§ TASK INSTRUCTIONS:
When you reach the line that contains "impl From<LoadVarStep> for" in the data below, copy it and every line after it exactly, adding nothing.

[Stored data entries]

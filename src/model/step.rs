//! Build plan steps
//!
//! A step is identified by the key that names its action (`get`, `put`,
//! `task`, `set_pipeline`, `load_var`, `in_parallel`, `do`, `try`), so the enum is
//! untagged and every variant carries the same modifiers and hooks.

use crate::model::{is_false, Config, Identifier, TaskConfig};
use serde::{Deserialize, Serialize};
use serde_json::Value;
use std::collections::BTreeMap;

/// Hooks shared by steps and jobs
#[derive(Debug, Clone, Default, PartialEq, Serialize, Deserialize)]
pub struct Hooks {
    #[serde(default, skip_serializing_if = "Option::is_none")]
    pub on_success: Option<Box<Step>>,

    #[serde(default, skip_serializing_if = "Option::is_none")]
    pub on_failure: Option<Box<Step>>,

    #[serde(default, skip_serializing_if = "Option::is_none")]
    pub on_error: Option<Box<Step>>,

    #[serde(default, skip_serializing_if = "Option::is_none")]
    pub on_abort: Option<Box<Step>>,

    #[serde(default, skip_serializing_if = "Option::is_none")]
    pub ensure: Option<Box<Step>>,
}

impl Hooks {
    /// Iterate over the hooks that are set
    pub fn iter(&self) -> impl Iterator<Item = &Step> {
        [
            &self.on_success,
            &self.on_failure,
            &self.on_error,
            &self.on_abort,
            &self.ensure,
        ]
        .into_iter()
        .filter_map(|hook| hook.as_deref())
    }
}

/// Modifiers accepted by every step
#[derive(Debug, Clone, Default, PartialEq, Serialize, Deserialize)]
pub struct StepModifiers {
    #[serde(default, skip_serializing_if = "Option::is_none")]
    pub timeout: Option<String>,

    #[serde(default, skip_serializing_if = "Option::is_none")]
    pub attempts: Option<u32>,

    #[serde(default, skip_serializing_if = "Vec::is_empty")]
    pub tags: Vec<String>,

    #[serde(flatten)]
    pub hooks: Hooks,

    /// Keys no step models, such as `skip_download` on a get
    #[serde(flatten)]
    pub extra: Config,
}

/// Fetch a version of a resource
#[derive(Debug, Clone, PartialEq, Serialize, Deserialize)]
pub struct GetStep {
    /// Name of the artifact in the build (and of the resource unless `resource` is set)
    pub get: Identifier,

    #[serde(default, skip_serializing_if = "Option::is_none")]
    pub resource: Option<Identifier>,

    /// Jobs a version must have passed through before it is fetched
    #[serde(default, skip_serializing_if = "Vec::is_empty")]
    pub passed: Vec<Identifier>,

    #[serde(default, skip_serializing_if = "Option::is_none")]
    pub params: Option<Config>,

    #[serde(default, skip_serializing_if = "is_false")]
    pub trigger: bool,

    #[serde(default, skip_serializing_if = "Option::is_none")]
    pub version: Option<Value>,

    #[serde(flatten)]
    pub modifiers: StepModifiers,
}

impl GetStep {
    pub fn new(get: Identifier) -> Self {
        Self {
            get,
            resource: None,
            passed: Vec::new(),
            params: None,
            trigger: false,
            version: None,
            modifiers: StepModifiers::default(),
        }
    }

    pub fn trigger(mut self, trigger: bool) -> Self {
        self.trigger = trigger;
        self
    }

    pub fn passed(mut self, jobs: Vec<Identifier>) -> Self {
        self.passed = jobs;
        self
    }

    pub fn params(mut self, params: Config) -> Self {
        self.params = Some(params);
        self
    }

    /// The pipeline resource this step fetches
    pub fn resource_name(&self) -> &Identifier {
        self.resource.as_ref().unwrap_or(&self.get)
    }
}

/// Push a new version of a resource
#[derive(Debug, Clone, PartialEq, Serialize, Deserialize)]
pub struct PutStep {
    pub put: Identifier,

    #[serde(default, skip_serializing_if = "Option::is_none")]
    pub resource: Option<Identifier>,

    #[serde(default, skip_serializing_if = "Option::is_none")]
    pub inputs: Option<Value>,

    #[serde(default, skip_serializing_if = "Option::is_none")]
    pub params: Option<Config>,

    #[serde(default, skip_serializing_if = "Option::is_none")]
    pub get_params: Option<Config>,

    /// Skip the implicit get after the put
    #[serde(default, skip_serializing_if = "is_false")]
    pub no_get: bool,

    #[serde(flatten)]
    pub modifiers: StepModifiers,
}

impl PutStep {
    pub fn new(put: Identifier) -> Self {
        Self {
            put,
            resource: None,
            inputs: None,
            params: None,
            get_params: None,
            no_get: false,
            modifiers: StepModifiers::default(),
        }
    }

    pub fn params(mut self, params: Config) -> Self {
        self.params = Some(params);
        self
    }

    pub fn no_get(mut self, no_get: bool) -> Self {
        self.no_get = no_get;
        self
    }

    pub fn resource_name(&self) -> &Identifier {
        self.resource.as_ref().unwrap_or(&self.put)
    }
}

/// Run a task, either inline or loaded from a file
#[derive(Debug, Clone, PartialEq, Serialize, Deserialize)]
pub struct TaskStep {
    pub task: Identifier,

    #[serde(default, skip_serializing_if = "Option::is_none")]
    pub config: Option<TaskConfig>,

    #[serde(default, skip_serializing_if = "Option::is_none")]
    pub file: Option<String>,

    #[serde(default, skip_serializing_if = "Option::is_none")]
    pub image: Option<Identifier>,

    #[serde(default, skip_serializing_if = "is_false")]
    pub privileged: bool,

    #[serde(default, skip_serializing_if = "Option::is_none")]
    pub vars: Option<Config>,

    #[serde(default, skip_serializing_if = "Option::is_none")]
    pub params: Option<Config>,

    #[serde(default, skip_serializing_if = "Option::is_none")]
    pub input_mapping: Option<BTreeMap<String, Identifier>>,

    #[serde(default, skip_serializing_if = "Option::is_none")]
    pub output_mapping: Option<BTreeMap<String, Identifier>>,

    #[serde(flatten)]
    pub modifiers: StepModifiers,
}

impl TaskStep {
    pub fn inline(task: Identifier, config: TaskConfig) -> Self {
        Self {
            task,
            config: Some(config),
            file: None,
            image: None,
            privileged: false,
            vars: None,
            params: None,
            input_mapping: None,
            output_mapping: None,
            modifiers: StepModifiers::default(),
        }
    }
}

/// Configure a pipeline from a file produced earlier in the build
#[derive(Debug, Clone, PartialEq, Serialize, Deserialize)]
pub struct SetPipelineStep {
    /// Pipeline name, or `self` to update the running pipeline
    pub set_pipeline: String,

    pub file: String,

    #[serde(default, skip_serializing_if = "Option::is_none")]
    pub vars: Option<Config>,

    #[serde(default, skip_serializing_if = "Vec::is_empty")]
    pub var_files: Vec<String>,

    #[serde(default, skip_serializing_if = "Option::is_none")]
    pub instance_vars: Option<Config>,

    #[serde(default, skip_serializing_if = "Option::is_none")]
    pub team: Option<String>,

    #[serde(flatten)]
    pub modifiers: StepModifiers,
}

/// Load a value from a file into a build-local var
#[derive(Debug, Clone, PartialEq, Serialize, Deserialize)]
pub struct LoadVarStep {
    pub load_var: Identifier,

    pub file: String,

    /// `json`, `yaml`, `yml`, `trim` or `raw`; guessed from the file extension when unset
    #[serde(default, skip_serializing_if = "Option::is_none")]
    pub format: Option<String>,

    #[serde(default, skip_serializing_if = "is_false")]
    pub reveal: bool,

    #[serde(flatten)]
    pub modifiers: StepModifiers,
}

impl LoadVarStep {
    pub fn new(load_var: Identifier, file: impl Into<String>) -> Self {
        Self {
            load_var,
            file: file.into(),
            format: None,
            reveal: false,
            modifiers: StepModifiers::default(),
        }
    }
}

/// `in_parallel` accepts a bare list of steps or a map with options
#[derive(Debug, Clone, PartialEq, Serialize, Deserialize)]
#[serde(untagged)]
pub enum ParallelSteps {
    List(Vec<Step>),
    Config {
        steps: Vec<Step>,

        #[serde(default, skip_serializing_if = "Option::is_none")]
        limit: Option<u32>,

        #[serde(default, skip_serializing_if = "is_false")]
        fail_fast: bool,
    },
}

impl ParallelSteps {
    pub fn steps(&self) -> &[Step] {
        match self {
            ParallelSteps::List(steps) => steps,
            ParallelSteps::Config { steps, .. } => steps,
        }
    }
}

#[derive(Debug, Clone, PartialEq, Serialize, Deserialize)]
pub struct InParallelStep {
    pub in_parallel: ParallelSteps,

    #[serde(flatten)]
    pub modifiers: StepModifiers,
}

impl InParallelStep {
    pub fn new(steps: Vec<Step>) -> Self {
        Self {
            in_parallel: ParallelSteps::Config {
                steps,
                limit: None,
                fail_fast: false,
            },
            modifiers: StepModifiers::default(),
        }
    }
}

#[derive(Debug, Clone, PartialEq, Serialize, Deserialize)]
pub struct DoStep {
    #[serde(rename = "do")]
    pub steps: Vec<Step>,

    #[serde(flatten)]
    pub modifiers: StepModifiers,
}

#[derive(Debug, Clone, PartialEq, Serialize, Deserialize)]
pub struct TryStep {
    #[serde(rename = "try")]
    pub step: Box<Step>,

    #[serde(flatten)]
    pub modifiers: StepModifiers,
}

/// A single entry in a job's build plan
#[derive(Debug, Clone, PartialEq, Serialize, Deserialize)]
#[serde(untagged)]
pub enum Step {
    Get(GetStep),
    Put(PutStep),
    Task(TaskStep),
    SetPipeline(SetPipelineStep),
    LoadVar(LoadVarStep),
    InParallel(InParallelStep),
    Do(DoStep),
    Try(TryStep),
}

impl Step {
    pub fn modifiers(&self) -> &StepModifiers {
        match self {
            Step::Get(step) => &step.modifiers,
            Step::Put(step) => &step.modifiers,
            Step::Task(step) => &step.modifiers,
            Step::SetPipeline(step) => &step.modifiers,
            Step::LoadVar(step) => &step.modifiers,
            Step::InParallel(step) => &step.modifiers,
            Step::Do(step) => &step.modifiers,
            Step::Try(step) => &step.modifiers,
        }
    }

    /// Steps nested directly inside this one, hooks included
    pub fn children(&self) -> Vec<&Step> {
        let mut children: Vec<&Step> = match self {
            Step::InParallel(step) => step.in_parallel.steps().iter().collect(),
            Step::Do(step) => step.steps.iter().collect(),
            Step::Try(step) => vec![step.step.as_ref()],
            _ => Vec::new(),
        };
        children.extend(self.modifiers().hooks.iter());
        children
    }

    /// Visit this step and every step nested under it, depth first
    pub fn walk<'a>(&'a self, visit: &mut impl FnMut(&'a Step)) {
        visit(self);
        for child in self.children() {
            child.walk(&mut *visit);
        }
    }
}

impl From<GetStep> for Step {
    fn from(step: GetStep) -> Self {
        Step::Get(step)
    }
}

impl From<PutStep> for Step {
    fn from(step: PutStep) -> Self {
        Step::Put(step)
    }
}

impl From<TaskStep> for Step {
    fn from(step: TaskStep) -> Self {
        Step::Task(step)
    }
}

impl From<SetPipelineStep> for Step {
    fn from(step: SetPipelineStep) -> Self {
        Step::SetPipeline(step)
    }
}

impl From<LoadVarStep> for Step {
    fn from(step: LoadVarStep) -> Self {
        Step::LoadVar(step)
    }
}

impl From<InParallelStep> for Step {
    fn from(step: InParallelStep) -> Self {
        Step::InParallel(step)
    }
}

§ TASK ANSWER:
impl From<LoadVarStep> for Step {
    fn from(step: LoadVarStep) -> Self {
        Step::LoadVar(step)
    }
}

impl From<InParallelStep> for Step {
    fn from(step: InParallelStep) -> Self {
        Step::InParallel(step)
    }
}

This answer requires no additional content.